#!/bin/bash

# Change to InstructionTuning directory
cd ../LLMPredictor/InstructionTuning/

# Check if dataset name is provided
if [ $# -eq 0 ]; then
    echo "Usage: bash run_sft.sh <dataset_name> [seed] [llm_model]"
    echo "Supported datasets: cora, citeseer, wikics, instagram, pubmed, reddit, photo, computer, history"
    echo "Supported LLMs: Mistral-7B (default)"
    echo "Example: bash run_sft.sh cora 0 Mistral-7B"
    exit 1
fi

DATASET=$1
SEED=${2:-0}        # Default seed is 0
LLM=${3:-Mistral-7B} # Default LLM is Mistral-7B
prompt_type=${4:-neighbor_label}

echo "Starting Supervised Fine-tuning at $(date)..."
echo "Dataset: $DATASET, Seed: $SEED, LLM: $LLM, Prompt Type: $prompt_type"

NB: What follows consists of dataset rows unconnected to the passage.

//! Obstacle tables and per-family distance fields
//!
//! One table per obstacle family. The shading field and the collision queries
//! both read these tables through the functions below, so what you see is
//! exactly what you collide with.

use glam::{Vec2, Vec3};
use std::f32::consts::{FRAC_PI_2, FRAC_PI_4};

use super::sdf::{sd_box, sd_capsule, sd_cylinder, subtract};
use super::terrain::terrain_height;
use crate::consts::SLOPE_ANGLE;
use crate::math::{rot_x, rot_y};

/// Crate-like box resting on the slope, tilted to match it
#[derive(Debug, Clone, Copy, PartialEq)]
pub struct TiltedBox {
    pub x: f32,
    pub z: f32,
    pub half_extents: Vec3,
}

impl TiltedBox {
    /// Centre sits one half-height above the terrain
    pub fn center(&self) -> Vec3 {
        Vec3::new(self.x, terrain_height(self.x, self.z) + self.half_extents.y, self.z)
    }

    pub fn distance(&self, p: Vec3) -> f32 {
        sd_box(rot_x(p - self.center(), SLOPE_ANGLE), self.half_extents)
    }
}

/// Low beam lying across the path
#[derive(Debug, Clone, Copy, PartialEq)]
pub struct FloorBeam {
    pub x: f32,
    pub z: f32,
    pub half_width: f32,
}

impl FloorBeam {
    pub const HALF_HEIGHT: f32 = 0.15;
    pub const HALF_DEPTH: f32 = 0.3;

    pub fn center(&self) -> Vec3 {
        Vec3::new(self.x, terrain_height(self.x, self.z) + Self::HALF_HEIGHT, self.z)
    }

    pub fn distance(&self, p: Vec3) -> f32 {
        let half = Vec3::new(self.half_width, Self::HALF_HEIGHT, Self::HALF_DEPTH);
        sd_box(rot_x(p - self.center(), SLOPE_ANGLE), half)
    }
}

/// Bar sweeping around a central pole
#[derive(Debug, Clone, Copy, PartialEq)]
pub struct SpinningBar {
    pub z: f32,
    /// Angular speed (rad/s, sign gives direction)
    pub speed: f32,
    /// Angle at time zero
    pub phase: f32,
}

impl SpinningBar {
    /// Height of the bar above the terrain at its anchor
    pub const LIFT: f32 = 1.5;
    pub const HALF_LENGTH: f32 = 4.0;
    pub const ARM_RADIUS: f32 = 0.3;
    pub const POLE_HALF_HEIGHT: f32 = 3.0;
    pub const POLE_RADIUS: f32 = 0.2;

    pub fn anchor(&self) -> Vec3 {
        Vec3::new(0.0, terrain_height(0.0, self.z) + Self::LIFT, self.z)
    }

    /// Rotation about +Y at simulation time `time`
    #[inline]
    pub fn angle(&self, time: f32) -> f32 {
        time * self.speed + self.phase
    }

    /// Point in the bar's rotating frame
    fn local(&self, p: Vec3, time: f32) -> Vec3 {
        rot_y(p - self.anchor(), self.angle(time))
    }

    /// Distance to the sweeping arm only
    pub fn arm_distance(&self, p: Vec3, time: f32) -> f32 {
        let q = self.local(p, time);
        sd_capsule(
            q,
            Vec3::new(-Self::HALF_LENGTH, 0.0, 0.0),
            Vec3::new(Self::HALF_LENGTH, 0.0, 0.0),
            Self::ARM_RADIUS,
        )
    }

    /// Distance to arm and pole
    pub fn distance(&self, p: Vec3, time: f32) -> f32 {
        let q = self.local(p, time);
        let arm = sd_capsule(
            q,
            Vec3::new(-Self::HALF_LENGTH, 0.0, 0.0),
            Vec3::new(Self::HALF_LENGTH, 0.0, 0.0),
            Self::ARM_RADIUS,
        );
        arm.min(sd_cylinder(q, Self::POLE_HALF_HEIGHT, Self::POLE_RADIUS))
    }
}

/// Round hole in the ground
#[derive(Debug, Clone, Copy, PartialEq)]
pub struct Pit {
    pub x: f32,
    pub z: f32,
    pub radius: f32,
}

impl Pit {
    pub const DEPTH: f32 = 5.0;

    pub fn floor_y(&self) -> f32 {
        terrain_height(self.x, self.z) - Self::DEPTH
    }

    /// Horizontal distance from the pit axis
    #[inline]
    pub fn horizontal_distance(&self, x: f32, z: f32) -> f32 {
        Vec2::new(x - self.x, z - self.z).length()
    }

    /// Distance to the pit volume; +inf above the rim band
    pub fn distance(&self, p: Vec3) -> f32 {
        let floor = self.floor_y();
        if p.y >= floor + Self::DEPTH {
            return f32::INFINITY;
        }
        (self.horizontal_distance(p.x, p.z) - self.radius).max(-(p.y - floor))
    }
}

pub static BOXES: [TiltedBox; 10] = [
    TiltedBox { x: -3.0, z: 15.0, half_extents: Vec3::new(1.0, 1.0, 1.0) },
    TiltedBox { x: 2.5, z: 25.0, half_extents: Vec3::new(0.75, 0.75, 0.75) },
    TiltedBox { x: -1.5, z: 40.0, half_extents: Vec3::new(1.2, 1.2, 0.8) },
    TiltedBox { x: 3.5, z: 55.0, half_extents: Vec3::new(0.9, 0.9, 1.1) },
    TiltedBox { x: -4.0, z: 70.0, half_extents: Vec3::new(1.5, 1.5, 1.0) },
    TiltedBox { x: 1.0, z: 85.0, half_extents: Vec3::new(0.8, 0.8, 0.8) },
    TiltedBox { x: -2.5, z: 100.0, half_extents: Vec3::new(1.1, 1.1, 0.9) },
    TiltedBox { x: 4.0, z: 115.0, half_extents: Vec3::new(1.3, 1.0, 1.2) },
    TiltedBox { x: 0.5, z: 130.0, half_extents: Vec3::new(0.7, 0.7, 0.7) },
    TiltedBox { x: -3.5, z: 140.0, half_extents: Vec3::new(1.0, 1.0, 1.0) },
];

pub static BEAMS: [FloorBeam; 8] = [
    FloorBeam { x: 0.0, z: 10.0, half_width: 4.0 },
    FloorBeam { x: -1.0, z: 35.0, half_width: 3.5 },
    FloorBeam { x: 1.5, z: 52.0, half_width: 3.0 },
    FloorBeam { x: 0.0, z: 68.0, half_width: 4.5 },
    FloorBeam { x: -0.5, z: 82.0, half_width: 3.5 },
    FloorBeam { x: 0.5, z: 98.0, half_width: 4.0 },
    FloorBeam { x: -1.0, z: 112.0, half_width: 3.0 },
    FloorBeam { x: 0.0, z: 125.0, half_width: 5.0 },
];

pub static BARS: [SpinningBar; 4] = [
    SpinningBar { z: 30.0, speed: 1.5, phase: 0.0 },
    SpinningBar { z: 60.0, speed: -2.0, phase: 0.0 },
    SpinningBar { z: 90.0, speed: 1.2, phase: FRAC_PI_2 },
    SpinningBar { z: 120.0, speed: -1.8, phase: FRAC_PI_4 },
];

pub static PITS: [Pit; 3] = [
    Pit { x: 2.5, z: 45.0, radius: 3.0 },
    Pit { x: -2.0, z: 75.0, radius: 2.5 },
    Pit { x: 1.5, z: 105.0, radius: 2.0 },
];

pub fn boxes_distance(p: Vec3) -> f32 {
    BOXES.iter().map(|b| b.distance(p)).fold(f32::INFINITY, f32::min)
}

pub fn beams_distance(p: Vec3) -> f32 {
    BEAMS.iter().map(|b| b.distance(p)).fold(f32::INFINITY, f32::min)
}

/// Arms and poles of every bar at simulation time `time`
pub fn bars_distance(p: Vec3, time: f32) -> f32 {
    BARS.iter().map(|b| b.distance(p, time)).fold(f32::INFINITY, f32::min)
}

pub fn pits_distance(p: Vec3) -> f32 {
    PITS.iter().map(|pit| pit.distance(p)).fold(f32::INFINITY, f32::min)
}

/// Height-field ground with the pits carved out
pub fn ground_distance(p: Vec3) -> f32 {
    subtract(p.y - terrain_height(p.x, p.z), pits_distance(p))
}

/// Everything that does not move on its own: ground, bars, boxes, beams
pub fn static_distance(p: Vec3, time: f32) -> f32 {
    ground_distance(p)
        .min(bars_distance(p, time))
        .min(boxes_distance(p))
        .min(beams_distance(p))
}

# Create logs directory if it doesn't exist
mkdir -p ./logs

# Define Python commands based on dataset
if [ "$DATASET" = "cora" ] || [ "$DATASET" = "citeseer" ]; then
    accelerate launch train.py --num_epoch=16 --llm=$LLM --batch_size=4 --re_split=1 --dataset=$DATASET --max_txt_length=80 --max_origin_txt_length=200 --seed=$SEED --prompt_type=$prompt_type 2>&1 | tee ./logs/transductive_${DATASET}_${LLM}_${prompt_type}_seed${SEED}.log

elif [ "$DATASET" = "wikics" ] || [ "$DATASET" = "pubmed" ]; then
    # Middle-scale datasets (wikics, pubmed)
    echo "Running $DATASET with middle-scale configuration (wikics/pubmed)..."
    accelerate launch train.py --num_epoch=4 --llm=$LLM --batch_size=4 --re_split=1 --dataset=$DATASET --max_txt_length=80 --max_origin_txt_length=200 --seed=$SEED --prompt_type=$prompt_type 2>&1 | tee ./logs/transductive_${DATASET}_${LLM}_${prompt_type}_seed${SEED}.log

elif [ "$DATASET" = "instagram" ]; then
    # Instagram special configuration
    echo "Running $DATASET with instagram configuration..."
    accelerate launch train.py --num_epoch=8 --llm=$LLM --batch_size=12 --re_split=1 --dataset=$DATASET --max_txt_length=80 --max_origin_txt_length=100 --seed=$SEED --prompt_type=$prompt_type 2>&1 | tee ./logs/transductive_${DATASET}_${LLM}_${prompt_type}_seed${SEED}.log

elif [ "$DATASET" = "reddit" ] || [ "$DATASET" = "photo" ] || [ "$DATASET" = "computer" ] || [ "$DATASET" = "history" ]; then
    # Large-scale datasets
    echo "Running $DATASET with large-scale configuration..."
    accelerate launch train.py --num_epoch=2 --llm=$LLM --batch_size=4 --re_split=1 --dataset=$DATASET --max_txt_length=80 --max_origin_txt_length=200 --seed=$SEED --prompt_type=$prompt_type 2>&1 | tee ./logs/transductive_${DATASET}_${LLM}_${prompt_type}_seed${SEED}.log

else
    echo "Error: Unsupported dataset '$DATASET'"
    echo "Supported datasets: cora, citeseer, wikics, instagram, pubmed, reddit, photo, computer, history"
    exit 1
fi

echo "Supervised Fine-tuning completed at $(date). Check log files for results."